Quadroon Girl – Henry Mosler
I recently visited the Cincinnati Art Museum with a group of friends. As we wandered about, I struck off on my own, slightly detached from the others and drinking the exhibits in at my own pace. Being alone with my thoughts in a moment like this is one of my greatest joys, so I seized the opportunity for private reflection, my heart and mind laid bare before the Lord, alone. Art of any type beckons and undoes me into the presence of the God reflected there – the God Who Creates.
While wandering quietly and reflectively through the various galleries, I happened into one room where, from across the way, I caught a glimpse of the piece above. Spellbound, without a hope of resisting, I was suddenly before it and frozen. The name of the painting is “Quadroon Girl”, its creator Henry Mosler. The painting corresponds to a poem by Henry Wadsworth Longfellow which tells the girl’s story. The woman depicted is the illegitimate child of a slave owner. The slave owner, her own Father, sells her away into slavery, casting her from his presence and goodwill.
The face of the girl drew me in. Even from across the room, I recognized the familiar pallor of hopelessness and betrayal. Her downcast eyes cried out with rejection, despair, and desertion. Her dejected frame called to me, pulling me before her where I stood, gazing upon the woman whose arms lay crossed over her bosom, betrayed, enchained, brokenhearted. All at once, the stories of my Christian LGBT friends surged over me, one after another. I heard the tune that the painting sang out to me and it matched their song, “Why has my own Father sold me to bondage for a thing of my nature, a thing that enslaves me and casts me away from my own family?” The mournful cries of rejection sang out, “I begged him to accept me, but he has cast me aside. I remain bound.” The disbelieving grief in the midst of the betrayal, “Will he not free me? Will the one who gave me life sell me away and cast me off from himself, from my family?”
I stood staring at that painting for a long time. Externally I was frozen. Internally, I melted in tears before the Lord, crushed and shaken, calling out to him, “Father, hear the cries of the ‘quadroon girls.’ Do not forget your children, those who feel enslaved and sold off, betrayed by you, by their families, by their own blood.”
Not every LGBT Christian feels this way, of course, but I’ve talked to so many who have at one point in their history felt betrayed by God, cast away from their families (spiritual or biological), and enslaved to a piece of their nature, an orientation they desperately wanted to change but could not.

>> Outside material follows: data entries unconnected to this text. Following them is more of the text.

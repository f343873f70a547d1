//! Concurrent day downloads
//!
//! Fetches one compressed artifact per day with bounded retries and fans the
//! days out over a bounded worker pool.
//!
//! # Overview
//!
//! 1. **Tasks**: one [`task::DownloadTask`] per day, owning its target path
//! 2. **Execution**: [`executor::DayDownloader`] resolves each day's content
//!    location, streams it to a `.part` file and renames it into place
//! 3. **Summary**: [`task::DownloadSummary`] aggregates successes and failures
//!
//! # Quick Start
//!
//! ```no_run
//! use bulk_export_report::downloader::DayDownloader;
//! use bulk_export_report::remote::HttpExportClient;
//! use std::path::Path;
//! use std::sync::Arc;
//!
//! # async fn example() -> Result<(), Box<dyn std::error::Error>> {
//! let service = Arc::new(HttpExportClient::new(
//!     "https://bulkexports.example.com",
//!     std::time::Duration::from_secs(30),
//!     None,
//! )?);
//! let downloader = DayDownloader::new(service, "Messages")?.with_concurrency(4);
//! let days = vec!["2025-04-01".to_string(), "2025-04-02".to_string()];
//! let summary = downloader.download_days(&days, Path::new("downloads/april/files")).await?;
//! println!("{} of {} days downloaded", summary.succeeded.len(), days.len());
//! # Ok(())
//! # }
//! ```
//!
//! # Error Handling
//!
//! A failing day never aborts its siblings. Per-day errors are collected in
//! the summary; only failing to create the target directory is fatal for the
//! whole batch.

pub mod config;
pub mod executor;
pub mod task;

pub use executor::DayDownloader;
pub use task::{DayOutcome, DownloadSummary, DownloadTask, DownloadedDay, FailedDay};

use crate::remote::retry_formatter::RetryErrorType;
use crate::remote::RemoteServiceError;
use std::path::PathBuf;

/// Download errors
#[derive(Debug, thiserror::Error)]
pub enum DownloadError {
    /// Content location could not be resolved
    #[error("{0}")]
    Remote(#[from] RemoteServiceError),

    /// Content request answered with a non-success status
    #[error("content request to {url} returned HTTP {status}")]
    HttpStatus {
        /// Response status
        status: u16,
        /// Content URL without its query string
        url: String,
    },

    /// Transport failure while requesting or streaming content
    #[error("network error: {0}")]
    Network(#[from] reqwest::Error),

    /// Local filesystem failure
    #[error("IO error on {path}: {source}")]
    Io {
        /// File or directory involved
        path: PathBuf,
        /// Underlying error
        #[source]
        source: std::io::Error,
    },

    /// Overall download deadline passed before the day finished
    #[error("download deadline exceeded")]
    DeadlineExceeded,

    /// Shutdown requested before the day finished
    #[error("cancelled by shutdown request")]
    Cancelled,
}

impl DownloadError {
    /// Wrap an IO error with the path it concerns
    pub fn io(path: impl Into<PathBuf>, source: std::io::Error) -> Self {
        Self::Io {
            path: path.into(),
            source,
        }
    }

    /// Classification used for retry messages
    pub fn error_type(&self) -> RetryErrorType {
        match self {
            Self::Remote(err) => RetryErrorType::from_remote(err),
            Self::HttpStatus { status, .. } => RetryErrorType::from_status(*status),
            Self::Network(err) => RetryErrorType::from_reqwest(err),
            Self::Io { .. } => RetryErrorType::LocalIo,
            Self::DeadlineExceeded | Self::Cancelled => RetryErrorType::NetworkGeneric,
        }
    }

    /// Whether another attempt at the same day can succeed
    pub fn is_retryable(&self) -> bool {
        match self {
            Self::DeadlineExceeded | Self::Cancelled => false,
            _ => self.error_type().is_retryable(),
        }
    }

    /// Short label for metrics
    pub fn reason(&self) -> &'static str {
        match self {
            Self::Remote(_) => "remote",
            Self::HttpStatus { .. } => "http_status",
            Self::Network(_) => "network",
            Self::Io { .. } => "io",
            Self::DeadlineExceeded => "deadline",
            Self::Cancelled => "cancelled",
        }
    }
}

So, this one is for you out there, you who have spent every night crying yourself to sleep and begging the Lord to remove your attractions and to change your sexual orientation. This one is for you out there, you who have read the Scriptures with horror, believing they describe you as one who is not good enough to belong to the company of those who inherit the Kingdom of God. This one is for you out there, you who believe you’ve been sold into slavery away from the inheritance you should be entitled to as sons and daughters of the Master. This one is for you out there, you who have felt that your very creator has cast you aside because you don’t have “enough” of his nature.
Unlike the quadroon girl there is hope for you, because your Father is not the slave-owner.
Your Father sees you and wants you.
Your Master maintains a designated place for you in His kingdom which will remain empty without your presence. He who gave you life will not forsake you.
Your place is not in the bottom decks of a slave ship.
Your place is unshackled, in the arms of your Master.
You are not the quadroon girl, cast away from his presence.
You are his Beloved. There is a place for you in the embrace of the King.
Who do you know that feels like the quadroon girl?
LOVE boldly, with the favor of the King.